2.- There are no figures, which makes the text and setup a bit more difficult to follow. The authors do explain in words clearly the technical setup, but sometimes a diagram that accompanies the text is extremely useful. For example, a figure for the shape of geodesics considered in sec 2 would be nice, and a figure at the start of section 3.1 that depicts the positions of the operators and the limits taken.
Report
I recommend this paper for publication. My questions and weakness are relatively minor, and I think do not impact the scientific results presented.
Requested changes
I just have some minor questions/remarks:
1. Section 2.3 focus on 3D gravity, and I have a few questions. First, all results are done only for $\mu <1$. What are the expression for eqn (2.38) for BTZ (i.e. $\mu>1$)? Could one compute the phase shift in close form?

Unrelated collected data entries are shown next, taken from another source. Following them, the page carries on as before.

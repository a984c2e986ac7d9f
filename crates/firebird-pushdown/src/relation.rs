//! Descriptor of the foreign relation being planned.

use crate::capability::CapabilityContext;
use crate::error::{Error, Result};
use crate::expressions::{AttrNumber, RelationId, SqlType};
use crate::identifiers::quote_identifier;
use crate::options::{ColumnOptions, RelationOptions};
use crate::version::RemoteVersion;
use serde::{Deserialize, Serialize};

/// One column of the local foreign table definition.
#[derive(Debug, Clone, PartialEq, Eq, Serialize, Deserialize)]
pub struct ColumnDescriptor {
    pub name: String,
    pub ty: SqlType,
    #[serde(default)]
    pub dropped: bool,
    #[serde(default)]
    pub options: ColumnOptions,
}

impl ColumnDescriptor {
    pub fn new(name: impl Into<String>, ty: SqlType) -> Self {
        Self {
            name: name.into(),
            ty,
            dropped: false,
            options: ColumnOptions::default(),
        }
    }

    pub fn with_options(mut self, options: ColumnOptions) -> Self {
        self.options = options;
        self
    }

    pub fn dropped(mut self) -> Self {
        self.dropped = true;
        self
    }

    /// Name of the column on the remote side
    pub fn remote_name(&self) -> &str {
        self.options.column_name.as_deref().unwrap_or(&self.name)
    }
}

/// A foreign relation: local definition plus its effective options.
///
/// Columns are stored in ordinal order; attribute number `n` is `columns[n - 1]`.
#[derive(Debug, Clone, PartialEq, Eq, Serialize, Deserialize)]
pub struct RelationDescriptor {
    pub id: RelationId,
    /// Local relation name, used remotely unless `table_name` overrides it
    pub name: String,
    pub columns: Vec<ColumnDescriptor>,
    #[serde(default)]
    pub options: RelationOptions,
    /// The local table has an AFTER INSERT row trigger
    #[serde(default)]
    pub has_after_insert_row_trigger: bool,
}

impl RelationDescriptor {
    pub fn new(id: RelationId, name: impl Into<String>) -> Self {
        Self {
            id,
            name: name.into(),
            columns: Vec::new(),
            options: RelationOptions::default(),
            has_after_insert_row_trigger: false,
        }
    }

    /// Append a column with default options
    pub fn column(mut self, name: impl Into<String>, ty: SqlType) -> Self {
        self.columns.push(ColumnDescriptor::new(name, ty));
        self
    }

    pub fn push_column(mut self, column: ColumnDescriptor) -> Self {
        self.columns.push(column);
        self
    }

    pub fn with_options(mut self, options: RelationOptions) -> Self {
        self.options = options;
        self
    }

    /// Column at attribute number `attnum`, if it exists and is not dropped
    pub fn attribute(&self, attnum: AttrNumber) -> Option<&ColumnDescriptor> {
        if attnum < 1 {
            return None;
        }
        self.columns
            .get(attnum as usize - 1)
            .filter(|column| !column.dropped)
    }

    /// Like [`attribute`](Self::attribute), but a miss is a contract violation
    pub fn require_attribute(&self, attnum: AttrNumber) -> Result<&ColumnDescriptor> {
        self.attribute(attnum).ok_or_else(|| {
            Error::internal(format!(
                "attribute {attnum} of relation \"{}\" does not exist",
                self.name
            ))
        })
    }

    /// Live columns with their attribute numbers, in ordinal order.
    ///
    /// Columns past the largest [`AttrNumber`] are not addressable and are
    /// skipped.
    pub fn live_columns(&self) -> impl Iterator<Item = (AttrNumber, &ColumnDescriptor)> {
        self.columns
            .iter()
            .enumerate()
            .filter(|(_, column)| !column.dropped)
            .map_while(|(i, column)| Some((AttrNumber::try_from(i + 1).ok()?, column)))
    }

    /// Whether identifiers of `column` are always quoted
    pub fn quotes_column(&self, column: &ColumnDescriptor) -> bool {
        column
            .options
            .quote_identifier
            .unwrap_or_else(|| self.options.quote_identifiers())
    }

    /// Remote column name, quoted per the effective policy
    pub fn quoted_column_name(&self, column: &ColumnDescriptor) -> String {
        quote_identifier(column.remote_name(), self.quotes_column(column))
    }

    /// Whether `column` holds a boolean emulated as an integer on the remote side.
    ///
    /// Requires the server-level switch. Before Firebird 3.0 every boolean
    /// column is emulated; from 3.0 only those flagged per column.
    pub fn emulates_boolean(&self, column: &ColumnDescriptor, version: RemoteVersion) -> bool {
        column.ty == SqlType::Bool
            && self.options.implicit_bool_type()
            && (!version.has_native_boolean() || column.options.implicit_bool_type)
    }

    /// The FROM item: the remote table name, or a parenthesized query
    pub fn from_item(&self) -> String {
        match (&self.options.table.query, &self.options.table.table_name) {
            (Some(query), _) => format!("( {query} )"),
            (None, Some(table)) => quote_identifier(table, self.options.quote_identifiers()),
            (None, None) => quote_identifier(&self.name, self.options.quote_identifiers()),
        }
    }

    /// Capability inputs for planning this relation against `version`
    pub fn capability_context(&self, version: RemoteVersion) -> CapabilityContext {
        CapabilityContext {
            version,
            relation: self.id,
            implicit_bool_type: self.options.implicit_bool_type(),
            pushdown_enabled: self.options.pushdowns_enabled(),
        }
    }
}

2. How does (2.39) compare to (2.33)? Conceptually, the answer is not obvious to me since in d>2 the solution is a honest black hole, but in d=2 the results reported are only reported for a conical defect.
3. There is a typo in the first paragraph of section 2.3. I think the authors meant the to refer to equation (2.10) and not (2.3).
4. In relation to the weakness I mention above, I thought Section 3 was a bit more difficult to follow. It would be great if there is a figure depicting the kinematics of section 3.1.
5. I didn't understand the paragraph above eqn. (3.9). Why do the coordinates $x^0$ and $\varphi$ depend on $\mu$? Up to there it seems like finding (3.9) has nothing to do with the value of $\mu$. I suspect I'm misunderstanding the content of that paragraph.
6. In the last line of the discussion, the authors present some future directions. But some aspects were unclear. Could the authors elaborate on what is the potential relation of the work here with the fuzzball proposal?